* **REQUIRED WORK**: Of the entries below, restate word for word only the section that runs from the line with "connection strings, f.e." to the line with "#[serde(default)]", counting both ends.

* **Dataset entries**:

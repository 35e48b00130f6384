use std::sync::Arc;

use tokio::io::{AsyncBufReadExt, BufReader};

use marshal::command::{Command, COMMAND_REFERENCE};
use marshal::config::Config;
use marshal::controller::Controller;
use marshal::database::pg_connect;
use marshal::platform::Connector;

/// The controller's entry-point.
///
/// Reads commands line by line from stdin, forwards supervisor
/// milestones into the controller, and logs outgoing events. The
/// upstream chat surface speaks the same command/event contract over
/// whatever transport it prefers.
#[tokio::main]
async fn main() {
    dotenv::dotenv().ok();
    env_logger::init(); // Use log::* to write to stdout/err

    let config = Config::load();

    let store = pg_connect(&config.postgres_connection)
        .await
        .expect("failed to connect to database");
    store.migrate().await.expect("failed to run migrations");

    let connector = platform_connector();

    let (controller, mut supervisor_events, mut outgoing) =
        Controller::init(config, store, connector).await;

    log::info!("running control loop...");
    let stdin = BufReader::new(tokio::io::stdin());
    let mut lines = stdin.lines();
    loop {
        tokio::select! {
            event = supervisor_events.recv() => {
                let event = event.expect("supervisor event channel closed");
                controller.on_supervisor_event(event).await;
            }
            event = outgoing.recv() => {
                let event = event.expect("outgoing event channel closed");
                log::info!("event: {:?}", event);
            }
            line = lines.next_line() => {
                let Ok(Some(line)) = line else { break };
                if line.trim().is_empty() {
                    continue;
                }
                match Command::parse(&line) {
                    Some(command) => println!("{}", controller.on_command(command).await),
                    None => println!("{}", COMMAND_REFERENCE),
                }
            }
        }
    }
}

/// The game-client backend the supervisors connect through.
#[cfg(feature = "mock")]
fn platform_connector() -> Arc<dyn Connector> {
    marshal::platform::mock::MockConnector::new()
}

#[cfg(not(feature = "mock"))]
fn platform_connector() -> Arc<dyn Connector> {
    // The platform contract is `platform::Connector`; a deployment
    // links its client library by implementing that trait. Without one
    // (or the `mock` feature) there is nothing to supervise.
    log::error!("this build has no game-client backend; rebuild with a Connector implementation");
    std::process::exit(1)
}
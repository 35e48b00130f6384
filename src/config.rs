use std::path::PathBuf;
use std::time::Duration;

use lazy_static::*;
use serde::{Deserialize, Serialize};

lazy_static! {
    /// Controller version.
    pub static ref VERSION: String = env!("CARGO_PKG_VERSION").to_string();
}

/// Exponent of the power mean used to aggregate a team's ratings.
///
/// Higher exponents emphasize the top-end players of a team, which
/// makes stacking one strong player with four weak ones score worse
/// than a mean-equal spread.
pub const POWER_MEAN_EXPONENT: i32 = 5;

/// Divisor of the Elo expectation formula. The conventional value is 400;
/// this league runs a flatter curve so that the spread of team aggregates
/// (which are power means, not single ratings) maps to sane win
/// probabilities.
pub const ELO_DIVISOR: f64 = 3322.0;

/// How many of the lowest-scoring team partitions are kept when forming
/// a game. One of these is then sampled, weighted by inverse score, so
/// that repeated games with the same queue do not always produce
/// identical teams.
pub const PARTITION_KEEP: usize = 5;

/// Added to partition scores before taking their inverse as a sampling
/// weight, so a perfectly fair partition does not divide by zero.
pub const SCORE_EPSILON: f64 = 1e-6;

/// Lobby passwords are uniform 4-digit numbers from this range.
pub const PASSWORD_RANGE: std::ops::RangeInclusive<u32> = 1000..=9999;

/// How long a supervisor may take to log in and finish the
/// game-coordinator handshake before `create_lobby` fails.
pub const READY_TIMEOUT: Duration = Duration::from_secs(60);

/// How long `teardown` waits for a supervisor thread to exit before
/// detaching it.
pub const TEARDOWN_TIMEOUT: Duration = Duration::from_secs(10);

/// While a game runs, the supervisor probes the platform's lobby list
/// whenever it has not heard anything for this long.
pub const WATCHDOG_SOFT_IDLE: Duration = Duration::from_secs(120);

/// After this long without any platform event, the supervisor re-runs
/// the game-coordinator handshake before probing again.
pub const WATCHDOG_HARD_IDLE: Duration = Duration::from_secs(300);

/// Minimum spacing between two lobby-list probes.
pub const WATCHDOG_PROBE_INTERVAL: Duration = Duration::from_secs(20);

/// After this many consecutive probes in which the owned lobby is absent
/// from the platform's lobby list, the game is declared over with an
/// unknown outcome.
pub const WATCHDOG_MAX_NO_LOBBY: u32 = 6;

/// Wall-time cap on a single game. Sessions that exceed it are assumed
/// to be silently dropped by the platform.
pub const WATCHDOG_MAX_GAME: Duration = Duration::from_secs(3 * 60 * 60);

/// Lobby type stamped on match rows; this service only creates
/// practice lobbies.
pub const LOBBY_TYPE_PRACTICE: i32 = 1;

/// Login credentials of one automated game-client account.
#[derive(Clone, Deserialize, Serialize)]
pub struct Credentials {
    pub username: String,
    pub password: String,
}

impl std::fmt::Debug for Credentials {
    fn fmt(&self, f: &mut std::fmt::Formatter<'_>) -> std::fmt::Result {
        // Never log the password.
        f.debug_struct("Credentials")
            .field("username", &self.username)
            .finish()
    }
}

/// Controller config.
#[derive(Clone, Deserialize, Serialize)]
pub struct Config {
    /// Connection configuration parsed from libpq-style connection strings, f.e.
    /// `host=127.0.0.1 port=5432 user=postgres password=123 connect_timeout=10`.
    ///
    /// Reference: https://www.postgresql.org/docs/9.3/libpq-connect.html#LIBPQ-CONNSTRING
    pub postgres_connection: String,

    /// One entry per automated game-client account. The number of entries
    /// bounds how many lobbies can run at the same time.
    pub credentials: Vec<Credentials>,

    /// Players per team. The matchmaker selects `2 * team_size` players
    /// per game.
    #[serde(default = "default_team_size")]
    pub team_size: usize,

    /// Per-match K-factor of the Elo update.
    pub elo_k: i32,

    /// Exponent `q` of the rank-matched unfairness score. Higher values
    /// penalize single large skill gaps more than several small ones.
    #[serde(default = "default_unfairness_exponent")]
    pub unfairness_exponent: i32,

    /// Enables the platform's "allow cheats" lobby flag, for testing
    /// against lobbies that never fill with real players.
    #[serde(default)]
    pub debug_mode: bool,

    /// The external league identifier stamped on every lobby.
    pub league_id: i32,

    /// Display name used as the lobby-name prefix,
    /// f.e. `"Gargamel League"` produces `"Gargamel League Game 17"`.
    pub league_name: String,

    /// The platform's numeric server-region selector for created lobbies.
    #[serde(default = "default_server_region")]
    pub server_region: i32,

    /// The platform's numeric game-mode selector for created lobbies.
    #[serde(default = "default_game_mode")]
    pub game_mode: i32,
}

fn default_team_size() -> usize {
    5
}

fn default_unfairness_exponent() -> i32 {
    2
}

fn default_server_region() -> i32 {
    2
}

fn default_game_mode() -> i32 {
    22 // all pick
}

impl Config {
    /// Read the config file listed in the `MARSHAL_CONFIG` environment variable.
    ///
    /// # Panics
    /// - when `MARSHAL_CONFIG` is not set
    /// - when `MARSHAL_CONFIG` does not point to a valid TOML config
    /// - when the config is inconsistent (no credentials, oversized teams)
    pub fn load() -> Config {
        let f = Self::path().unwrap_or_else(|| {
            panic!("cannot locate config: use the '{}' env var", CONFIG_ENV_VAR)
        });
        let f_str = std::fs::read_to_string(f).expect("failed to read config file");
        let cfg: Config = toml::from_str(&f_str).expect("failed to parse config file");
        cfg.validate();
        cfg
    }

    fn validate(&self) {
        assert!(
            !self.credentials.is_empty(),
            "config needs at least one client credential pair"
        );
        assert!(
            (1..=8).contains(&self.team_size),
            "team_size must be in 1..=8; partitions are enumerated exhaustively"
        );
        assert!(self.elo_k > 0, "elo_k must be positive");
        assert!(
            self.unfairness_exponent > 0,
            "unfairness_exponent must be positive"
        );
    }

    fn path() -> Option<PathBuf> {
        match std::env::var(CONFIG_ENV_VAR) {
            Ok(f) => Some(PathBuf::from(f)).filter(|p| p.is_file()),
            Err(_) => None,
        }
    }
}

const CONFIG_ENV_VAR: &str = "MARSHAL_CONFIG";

* **ANSWER FOR THIS EXERCISE**:
    /// Connection configuration parsed from libpq-style connection strings, f.e.
    /// `host=127.0.0.1 port=5432 user=postgres password=123 connect_timeout=10`.
    ///
    /// Reference: https://www.postgresql.org/docs/9.3/libpq-connect.html#LIBPQ-CONNSTRING
    pub postgres_connection: String,

    /// One entry per automated game-client account. The number of entries
    /// bounds how many lobbies can run at the same time.
    pub credentials: Vec<Credentials>,

    /// Players per team. The matchmaker selects `2 * team_size` players
    /// per game.
    #[serde(default = "default_team_size")]
    pub team_size: usize,

    /// Per-match K-factor of the Elo update.
    pub elo_k: i32,

    /// Exponent `q` of the rank-matched unfairness score. Higher values
    /// penalize single large skill gaps more than several small ones.
    #[serde(default = "default_unfairness_exponent")]
    pub unfairness_exponent: i32,

    /// Enables the platform's "allow cheats" lobby flag, for testing
    /// against lobbies that never fill with real players.
    #[serde(default)]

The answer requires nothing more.